Hi, I'm running the fisher.test function in R.
My code is:
dfx <- input_fishers
res1<- NULL
for (i in 1:nrow(dfx)){
table1 <- matrix(c(dfx[i,1], dfx[i,2], dfx[i,3], dfx[i,4]), ncol = 2, byrow = TRUE)
p1<- fisher.test(table1, alternative = "greater")$p.value
res1<- c(res1,p1)
}
dfx$fishers <- res1
x1 <- p.adjust(dfx$fishers, method = "BH", n = length(dfx$fishers))
dfx$p.adj <- x1
y1<- dfx[dfx$p.adj<0.05,]
My confusion mainly stems from the actual input.
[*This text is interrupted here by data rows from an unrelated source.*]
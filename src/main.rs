//! DocuVault - CLI entry point.
//!
//! Thin terminal shell over the headless page logic in the library. Each
//! subcommand maps to one screen of the web UI.

mod cli;

use std::io::{self, BufRead, Write};
use std::path::Path;

use clap::Parser;

use docuvault_client::api::{ApiClient, DocumentFilter, FileUpload, NewDocument};
use docuvault_client::display::{self, EM_DASH};
use docuvault_client::error::{AppError, Result};
use docuvault_client::models::{AccessLevel, Id};
use docuvault_client::session::{FileBackend, SessionStore};
use docuvault_client::views::{
    dashboard, document_detail, document_edit, document_form, document_list, login, register,
};
use docuvault_client::{telemetry, ClientConfig};

#[tokio::main]
async fn main() {
    dotenvy::dotenv().ok();
    let args = cli::Cli::parse();

    telemetry::init_tracing(if args.verbose { "debug" } else { "warn" });

    let mut config = ClientConfig::from_env();
    if let Some(url) = args.url {
        config.base_url = url;
    }
    if let Some(path) = args.session {
        config.session_path = path;
    }

    if let Err(e) = run(args.command, config).await {
        eprintln!("error: {e}");
        std::process::exit(1);
    }
}

async fn run(command: cli::Command, config: ClientConfig) -> Result<()> {
    let backend = FileBackend::new(config.session_path.clone());
    let mut session = SessionStore::new(Box::new(backend));
    let client = ApiClient::new(config)?;

    match command {
        cli::Command::Register {
            name,
            email,
            password,
            password_confirmation,
            department,
            role,
        } => {
            let form = register::RegistrationForm {
                name,
                email,
                password_confirmation: password_confirmation.unwrap_or_else(|| password.clone()),
                password,
                department_id: Some(Id::from(department)),
                role,
            };
            register::submit(&client, &mut session, &form).await?;
            match session.user() {
                Some(user) => println!("Account created. Signed in as {}.", user.name),
                None => println!("Account created. Sign in to continue."),
            }
        }

        cli::Command::Login { email, password } => {
            login::submit(&client, &mut session, &email, &password).await?;
            if let Some(user) = session.user() {
                println!("Signed in as {}.", user.name);
            }
        }

        cli::Command::Logout => {
            login::logout(&client, &mut session).await;
            println!("Signed out.");
        }

        cli::Command::Status => match session.user() {
            Some(user) => {
                let roles: Vec<&str> = user.roles.names().collect();
                println!("Signed in as {} (id {})", user.name, user.id);
                for role in &roles {
                    println!("  role: {role} [{}]", display::role_badge(role));
                }
                if let Some(department_id) = &user.department_id {
                    let label = display::department_display_name(department_id)
                        .unwrap_or(department_id.as_str());
                    println!("  department: {label}");
                }
            }
            None => println!("Not signed in."),
        },

        cli::Command::Dashboard => {
            let view = dashboard::load(&client, &session).await?;
            let department = view.department_label.as_deref().unwrap_or("Department");
            println!("Welcome back!");
            println!("Total Accessible Documents: {}", view.stats.total);
            println!("{department} Documents: {}", view.stats.department);
            println!("Total Document Downloads: {}", view.stats.downloads);
        }

        cli::Command::List {
            search,
            category,
            department,
        } => {
            let filter = DocumentFilter {
                search: search.unwrap_or_default(),
                category_id: category.unwrap_or_default(),
                department_id: department.unwrap_or_default(),
            };
            let view = document_list::load(&client, &session, &filter).await?;
            if view.rows.is_empty() {
                println!("No documents found.");
            } else {
                println!("Showing {} documents", view.rows.len());
                for row in &view.rows {
                    println!(
                        "{}\t{}\t{}\t{}\t{}",
                        row.id, row.title, row.category, row.department, row.uploader
                    );
                }
            }
            if view.can_create {
                println!("(use `docuvault upload` to add a document)");
            }
        }

        cli::Command::Show { id } => {
            let id = Id::from(id);
            let view = document_detail::load(&client, &session, &id).await?;
            let doc = &view.document;
            println!("{} {}", view.file_kind().glyph(), doc.title);
            if let Some(description) = &doc.description {
                println!("{description}");
            }
            println!("File: {}", doc.file_name.as_deref().unwrap_or(EM_DASH));
            println!("Category: {}", view.category.as_deref().unwrap_or(EM_DASH));
            println!(
                "Department: {}",
                view.department.as_deref().unwrap_or(EM_DASH)
            );
            println!("Access Level: {}", view.access_label());
            println!(
                "Uploaded By: {}",
                doc.uploader
                    .as_ref()
                    .and_then(|u| u.name.as_deref())
                    .unwrap_or(EM_DASH)
            );
            match doc.created_at {
                Some(created_at) => {
                    println!("Upload Date: {}", created_at.format("%Y-%m-%d %H:%M:%S UTC"))
                }
                None => println!("Upload Date: {EM_DASH}"),
            }
            println!(
                "File Size: {}",
                view.size_label().as_deref().unwrap_or(EM_DASH)
            );
            println!("Downloads: {}", doc.download_count);

            let mut actions = Vec::new();
            if view.can_download {
                actions.push("download");
            }
            if view.can_edit {
                actions.push("edit");
            }
            if view.can_delete {
                actions.push("delete");
            }
            if !actions.is_empty() {
                println!("Available actions: {}", actions.join(", "));
            }
        }

        cli::Command::Upload {
            title,
            description,
            category,
            department,
            access_level,
            file,
        } => {
            let access_level = parse_access_level(&access_level)?;
            let data = tokio::fs::read(&file).await?;
            let file_name = file
                .file_name()
                .map(|name| name.to_string_lossy().into_owned())
                .ok_or_else(|| AppError::Validation("File is required".into()))?;
            let draft = NewDocument {
                title,
                description,
                access_level,
                category_id: Some(Id::from(category)),
                department_id: department.map(Id::from),
                file: Some(FileUpload {
                    content_type: content_type_for(&file),
                    file_name,
                    data,
                }),
            };
            let created = document_form::submit(&client, &session, draft).await?;
            println!("Document created successfully (id {}).", created.id);
        }

        cli::Command::Edit {
            id,
            title,
            description,
            category,
            access_level,
        } => {
            let id = Id::from(id);
            let view = document_edit::load(&client, &session, &id).await?;
            let mut form = view.form.clone();
            if let Some(title) = title {
                form.title = title;
            }
            if let Some(description) = description {
                form.description = description;
            }
            if let Some(category) = category {
                form.category_id = Some(Id::from(category));
            }
            if let Some(access_level) = access_level {
                form.access_level = parse_access_level(&access_level)?;
            }
            let updated = document_edit::submit(&client, &session, &id, &form).await?;
            println!("Saved changes to \"{}\".", updated.title);
        }

        cli::Command::Delete { id, yes } => {
            if !yes && !confirm("Are you sure you want to delete this document? This action cannot be undone.")? {
                println!("Aborted.");
                return Ok(());
            }
            let id = Id::from(id);
            document_detail::delete(&client, &session, &id).await?;
            println!("Document deleted.");
        }

        cli::Command::Download { id, out } => {
            let id = Id::from(id);
            let view = document_detail::load(&client, &session, &id).await?;
            let path = document_detail::download_to(&client, &session, &view.document, &out).await?;
            println!("Saved {}.", path.display());
        }
    }

    Ok(())
}

fn parse_access_level(value: &str) -> Result<AccessLevel> {
    AccessLevel::from_str_loose(value).ok_or_else(|| {
        AppError::Validation("Access level must be public, department or private".into())
    })
}

/// MIME type for the upload part, by extension.
fn content_type_for(path: &Path) -> Option<String> {
    let ext = path.extension()?.to_str()?.to_lowercase();
    let mime = match ext.as_str() {
        "pdf" => "application/pdf",
        "docx" => "application/vnd.openxmlformats-officedocument.wordprocessingml.document",
        "xlsx" => "application/vnd.openxmlformats-officedocument.spreadsheetml.sheet",
        "jpg" | "jpeg" => "image/jpeg",
        "png" => "image/png",
        _ => return None,
    };
    Some(mime.to_string())
}

fn confirm(prompt: &str) -> Result<bool> {
    print!("{prompt} [y/N] ");
    io::stdout().flush()?;
    let mut answer = String::new();
    io::stdin().lock().read_line(&mut answer)?;
    Ok(matches!(answer.trim(), "y" | "Y" | "yes"))
}
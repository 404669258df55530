//! Presentation helpers shared by rendering shells.

use crate::models::Id;

/// Placeholder for values that are missing or unresolvable.
pub const EM_DASH: &str = "—";

/// Broad classification of a document's file, derived from its MIME type
/// or extension.
#[derive(Debug, Clone, Copy, PartialEq, Eq)]
pub enum FileKind {
    Pdf,
    Word,
    Spreadsheet,
    Image,
    Other,
}

impl FileKind {
    /// Classify by case-insensitive substring, so both MIME types
    /// (`application/pdf`) and bare extensions (`PDF`) resolve.
    pub fn from_mime_or_ext(value: &str) -> Self {
        let lower = value.to_lowercase();
        if lower.contains("pdf") {
            Self::Pdf
        } else if lower.contains("word") || lower.contains("docx") {
            Self::Word
        } else if lower.contains("sheet") || lower.contains("xlsx") {
            Self::Spreadsheet
        } else if lower.contains("image") {
            Self::Image
        } else {
            Self::Other
        }
    }

    pub fn glyph(&self) -> &'static str {
        match self {
            Self::Pdf => "📕",
            Self::Word => "📘",
            Self::Spreadsheet => "📊",
            Self::Image => "🖼️",
            Self::Other => "📄",
        }
    }
}

/// Human-readable byte count: 1024-based, at most two decimals with
/// trailing zeros trimmed, capped at GB.
pub fn format_bytes(bytes: u64) -> String {
    const UNITS: [&str; 4] = ["Bytes", "KB", "MB", "GB"];

    if bytes == 0 {
        return "0 Bytes".to_string();
    }

    let mut value = bytes as f64;
    let mut unit = 0;
    while value >= 1024.0 && unit < UNITS.len() - 1 {
        value /= 1024.0;
        unit += 1;
    }

    let rendered = format!("{value:.2}");
    let trimmed = rendered.trim_end_matches('0').trim_end_matches('.');
    format!("{trimmed} {}", UNITS[unit])
}

/// Badge color name for a role, used by shells that color-code the
/// signed-in user's role.
pub fn role_badge(role: &str) -> &'static str {
    match role {
        "admin" => "red",
        "manager" => "blue",
        "employee" => "green",
        _ => "gray",
    }
}

/// Well-known department display names. Departments outside the seeded
/// set resolve to `None` and shells fall back to the raw record.
pub fn department_display_name(id: &Id) -> Option<&'static str> {
    match id.as_str() {
        "1" => Some("Human Resource (HR)"),
        "2" => Some("Finance"),
        "3" => Some("Information Technology (IT)"),
        "4" => Some("Marketing"),
        "5" => Some("Operations"),
        _ => None,
    }
}
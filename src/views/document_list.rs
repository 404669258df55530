//! Document list screen: search, filters and the table rows.

use crate::api::{ApiClient, DocumentFilter};
use crate::authz;
use crate::display::EM_DASH;
use crate::error::{AppError, Result};
use crate::models::Id;
use crate::session::SessionStore;

/// One row of the documents table, with reference data already joined.
#[derive(Debug, Clone)]
pub struct DocumentRow {
    pub id: Id,
    pub title: String,
    pub category: String,
    pub department: String,
    pub uploader: String,
}

/// Loaded list state.
#[derive(Debug, Clone)]
pub struct DocumentListView {
    pub rows: Vec<DocumentRow>,
    /// Whether the shell should offer the upload action.
    pub can_create: bool,
}

pub async fn load(
    client: &ApiClient,
    session: &SessionStore,
    filter: &DocumentFilter,
) -> Result<DocumentListView> {
    let token = session
        .token()
        .ok_or_else(|| AppError::Authentication("not signed in".into()))?;

    // Reference data failures degrade to empty lists; the rows then show
    // the placeholder instead of a resolved name.
    let categories = client.list_categories(Some(token)).await.unwrap_or_else(|e| {
        tracing::warn!(error = %e, "failed to load categories");
        Vec::new()
    });
    let departments = client
        .list_departments(Some(token))
        .await
        .unwrap_or_else(|e| {
            tracing::warn!(error = %e, "failed to load departments");
            Vec::new()
        });

    let documents = client
        .list_documents(token, filter)
        .await
        .map_err(|e| super::surface(e, "Access denied", "Failed to load documents"))?;

    let rows = documents
        .into_iter()
        .map(|doc| DocumentRow {
            category: super::category_title(&categories, doc.category_id.as_ref())
                .unwrap_or_else(|| EM_DASH.to_string()),
            department: super::department_name(&departments, doc.department_id.as_ref())
                .unwrap_or_else(|| EM_DASH.to_string()),
            uploader: doc
                .uploader
                .as_ref()
                .and_then(|uploader| uploader.name.clone())
                .unwrap_or_else(|| EM_DASH.to_string()),
            id: doc.id,
            title: doc.title,
        })
        .collect();

    Ok(DocumentListView {
        rows,
        can_create: authz::has_permission(session.user(), authz::DOCUMENTS_CREATE),
    })
}
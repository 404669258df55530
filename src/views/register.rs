//! Registration screen: field validation, submit, session establishment.

use crate::api::{ApiClient, RegisterRequest};
use crate::error::{AppError, Result};
use crate::models::{Department, Id};
use crate::session::SessionStore;

pub const GENERIC_FAILURE_MESSAGE: &str = "Failed to create account. Please try again.";

/// Raw form state as typed by the user.
#[derive(Debug, Clone, Default)]
pub struct RegistrationForm {
    pub name: String,
    pub email: String,
    pub password: String,
    pub password_confirmation: String,
    pub department_id: Option<Id>,
    pub role: String,
}

/// Validate top-to-bottom; the first failing field wins. Runs before any
/// network call.
pub fn validate(form: &RegistrationForm) -> Result<()> {
    if form.name.trim().is_empty() {
        return Err(AppError::Validation("Name is required".into()));
    }
    if form.email.is_empty() {
        return Err(AppError::Validation("Email is required".into()));
    }
    if !looks_like_email(&form.email) {
        return Err(AppError::Validation("Email is invalid".into()));
    }
    if form.password.chars().count() < 8 {
        return Err(AppError::Validation(
            "Password must be at least 8 characters".into(),
        ));
    }
    if form.password != form.password_confirmation {
        return Err(AppError::Validation("Passwords do not match".into()));
    }
    if form.department_id.is_none() {
        return Err(AppError::Validation("Department is required".into()));
    }
    if form.role.is_empty() {
        return Err(AppError::Validation("Role is required".into()));
    }
    Ok(())
}

/// Loose shape check: some non-space text, an `@`, and a dotted domain.
fn looks_like_email(value: &str) -> bool {
    value.split_whitespace().any(|token| {
        let Some((local, domain)) = token.split_once('@') else {
            return false;
        };
        if local.is_empty() {
            return false;
        }
        match domain.split_once('.') {
            Some((host, tld)) => !host.is_empty() && !tld.is_empty(),
            None => false,
        }
    })
}

/// Fetch departments for the picker. Unauthenticated; failures degrade
/// to an empty list.
pub async fn load_departments(client: &ApiClient) -> Vec<Department> {
    client.list_departments(None).await.unwrap_or_else(|e| {
        tracing::warn!(error = %e, "failed to load departments");
        Vec::new()
    })
}

/// Validate, register, and establish the session when the backend hands
/// back a token. On failure nothing is persisted and the store returns
/// to anonymous.
pub async fn submit(
    client: &ApiClient,
    session: &mut SessionStore,
    form: &RegistrationForm,
) -> Result<()> {
    validate(form)?;
    let department_id = form
        .department_id
        .clone()
        .ok_or_else(|| AppError::Validation("Department is required".into()))?;

    session.begin_authentication();
    let request = RegisterRequest {
        name: form.name.clone(),
        email: form.email.clone(),
        password: form.password.clone(),
        password_confirmation: form.password_confirmation.clone(),
        department_id,
        role: form.role.clone(),
    };

    match client.register(&request).await {
        Ok(response) => match (response.token, response.user) {
            (Some(token), Some(user)) => session.complete_authentication(token, user),
            // Registered but no session material returned; stay anonymous.
            _ => {
                session.fail_authentication();
                Ok(())
            }
        },
        Err(e) => {
            session.fail_authentication();
            Err(match e {
                AppError::Api { status, message } if status == 422 => AppError::Validation(message),
                other => super::surface(other, GENERIC_FAILURE_MESSAGE, GENERIC_FAILURE_MESSAGE),
            })
        }
    }
}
My input matrix is set out as follows:
GO.ID Test.Set Test.Pop Ref.Set Ref.Pop
1 GO:0000003 1 274 16 19634
2 GO:0000041 1 274 44 19634
3 GO:0000122 3 274 265 19634
4 GO:0000139 16 274 474 19634
5 GO:0000165 1 274 109 19634
6 GO:0000166 13 274 2654 19634
First column is number of differential genes that have the SPECIFIC GO term (row name: GO.ID) Second column is the total number of differentially expressed genes with ANY go term Third column is the number of genes which have the SPECIFIC GO term in the entire transcriptome (this includes DE genes; row name: GO.ID) Fourth column is total number of genes in transcriptome with ANY GO term
However, I'm having doubts, should the matrix be:
GO.ID DE.GO DE.NOTGO Exp.transcriptome.GO Exp.transcriptome.NOTGO
1 GO:0000003 1 273 16 19618
2 GO:0000041 1 273 44 19590
3 GO:0000122 3 271 265 19369
4 GO:0000139 16 258 474 19160
5 GO:0000165 1 273 109 19525
6 GO:0000166 13 261 2654 16980
Can someone also clarify if I indeed count the DE genes in the expressed transcriptome reference set?
Many thanks!